Wednesday, April 11, 2012

Preface to my southern African adventure

Whereas paying a tour company to guide us on a prearranged itinerary through some of southern Africa’s major attractions seems ideal to most inexperienced travelers, Camille, Giulia, and I decided the “free-balling” approach to discovering a few of the lower continent’s gems would be a bit more audacious. No, we didn’t exactly “go commando” the entire trip, but by free-balling I mean our plans were flexible and not at all set in stone, we were just out to blaze our own trail. The plans for getting from place to place and arranging activities at each destination were a bit fuzzy. After reading in travel guides lines like “The public bus from Maun to Nata runs infrequently, on unstable road systems, and will leave once the bus fills completely”, you are kind of left wondering if you’ll end up stuck in some sticks town in Botswana (which almost happened) – not the most reassuring guidelines to say the least. The never-ending streak of logistical difficulties that we dealt with (which are otherwise taken care of by professional tour companies) including modes of transportation, currency issues, security precautions, and accommodation decisions, although stressful, were quite rewarding and afforded boatloads of experience for traveling solely with a backpack. Spontaneity was unavoidable and uncertainty often clouded each leg of the journey. I can unhesitatingly say our trip was completely fulfilling and surprised me in unexpected ways. Here’s a small sampling of the chaos:


We took about eight different forms of transport: Large and small airplanes, public bus, minibus, taxi, various hitchhiking cars, mokoro, and speed boat.


Our math was put to the test using four different currencies (South African rand, US dollar, Zambian kwacha, and Botswana pula)


Crossed international borders five times (also with an unofficial landing in Namibia)


Stayed at five different hostel/lodge/campsite accommodations


Hitchhiked from the first time (and 2nd, 3rd, 4th, 5th, and 6th time)


The numbers are daunting given the trip was only 11 days, but the real benefits came from the personal encounters and immersing ourselves in some of the facets of daily life in each country, notably transportation systems and their operators. I can look back and remember calling Tokololo in Botswana or Bison in Zambia for taxi rides, or Thomas and his wife who were nice enough to hitchhike us nearly three hours, or our mokoro guide Simon in the Okavanga Delta. It was our first encounter with “real” Africa – not as real as the child soldiers of Joseph Kony’s Lord’s Resistance Army in Uganda, but also not as developed or Westernized as Cape Town and much of South Africa. Our first destination, Livingston, Zambia, the tourist hub for Victoria Falls, was the perfect example of what I’m talking about. Here, roads were in disrepair - full of potholes, covered in dirt - and informal exchange and the taxi service seemed to dominate the economy. You don’t drink the tap water, you need a yellow fever certificate for entry, and malaria is still a threat. After spending a day here, however, you realize that your fear of theft is unwarranted and the place is safe and security not a major issue – unlike Jo’burg, which is “the murder capital of the world”, and theft is prevalent.
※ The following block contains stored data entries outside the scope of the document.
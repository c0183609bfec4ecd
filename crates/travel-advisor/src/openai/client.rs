use anyhow::Context;
use async_trait::async_trait;
use reqwest::Client;
use std::time::{Duration, Instant};

use crate::http::join_base_path;

use super::types::{ChatCompletion, ChatRequest, OpenAiConfig};

/// Anything that can answer a chat completion request.
#[async_trait]
pub(crate) trait ChatModel: Send + Sync {
    async fn complete(&self, request: ChatRequest) -> anyhow::Result<ChatCompletion>;
}

pub(crate) struct OpenAiClient {
    config: OpenAiConfig,
    http_client: Client,
}

impl OpenAiClient {
    pub(crate) fn new(config: OpenAiConfig, http_client: Client) -> Self {
        Self {
            config,
            http_client,
        }
    }
}

#[async_trait]
impl ChatModel for OpenAiClient {
    async fn complete(&self, request: ChatRequest) -> anyhow::Result<ChatCompletion> {
        let url = join_base_path(&self.config.base_url, &self.config.chat_path)?;
        tracing::debug!(
            url = %url,
            model = %request.model,
            messages = request.messages.len(),
            tools = request.tools.len(),
            "openai request"
        );

        let started = Instant::now();
        let response = self
            .http_client
            .post(&url)
            .bearer_auth(&self.config.api_key)
            .timeout(Duration::from_secs(self.config.timeout_secs))
            .json(&request)
            .send()
            .await
            .map_err(|err| {
                tracing::error!(
                    is_timeout = err.is_timeout(),
                    is_connect = err.is_connect(),
                    "openai request failed: {err}"
                );
                err
            })
            .context("openai request failed")?;

        let status = response.status();
        tracing::debug!(
            status = %status,
            elapsed_ms = started.elapsed().as_millis() as u64,
            "openai response"
        );
        if !status.is_success() {
            let text = response.text().await.unwrap_or_default();
            tracing::error!(status = %status, body = %text, "openai api error");
            anyhow::bail!("API error {status}: {text}");
        }

        let completion: ChatCompletion = response
            .json()
            .await
            .context("failed to decode chat completion")?;
        Ok(completion)
    }
}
Traveling with Giulia and Camille was both a blessing and a curse, and that’s me being mild in my judgments. First, their inclination to get down and dirty camping style is not really one of their main features as human beings (as it is for me – the sketchy spot being case in point), and they can often be disagreeable with nature. Although, I must say they handled the tent life (no mattress) rather admirably, with few occasional rants of displeasure. Secondly, with Giulia outpacing Camille, they are literally some of the cheapest, most heartless bargainers/travelers, and have little shame in haggling a cab driver to reduce a fare from 6,000 kwacha to 5,000, even if it is equivalent to only $0.20. We may not see eye to eye on the ethics of free market capitalism, but the savings I incurred from these shrewd calculators saved me a pretty penny without burdening my conscience. Lastly, both are socially conscious humanities majors, with vocal feminist beliefs (as any human should have), again exemplifying the case of the double-sided coin. On the head’s side, we discussed and thought about social phenomena in new and interesting ways atypical to everyday conversation. On the tail’s side, I could easily be judged by using one of my many common phrases like “You chug water like a girl”. All in all, bitchez got jokes for days, and there was never a dull moment between the three of us.


If I had to sum up our trip in one title, I might call it “The Beautiful Disaster: the endless streak of make-or-break moments” or maybe “Tangled Up in Tokololo”. I trust this preface hyped you up as much as the Hunger Games preview, Oh Em GEEEEE!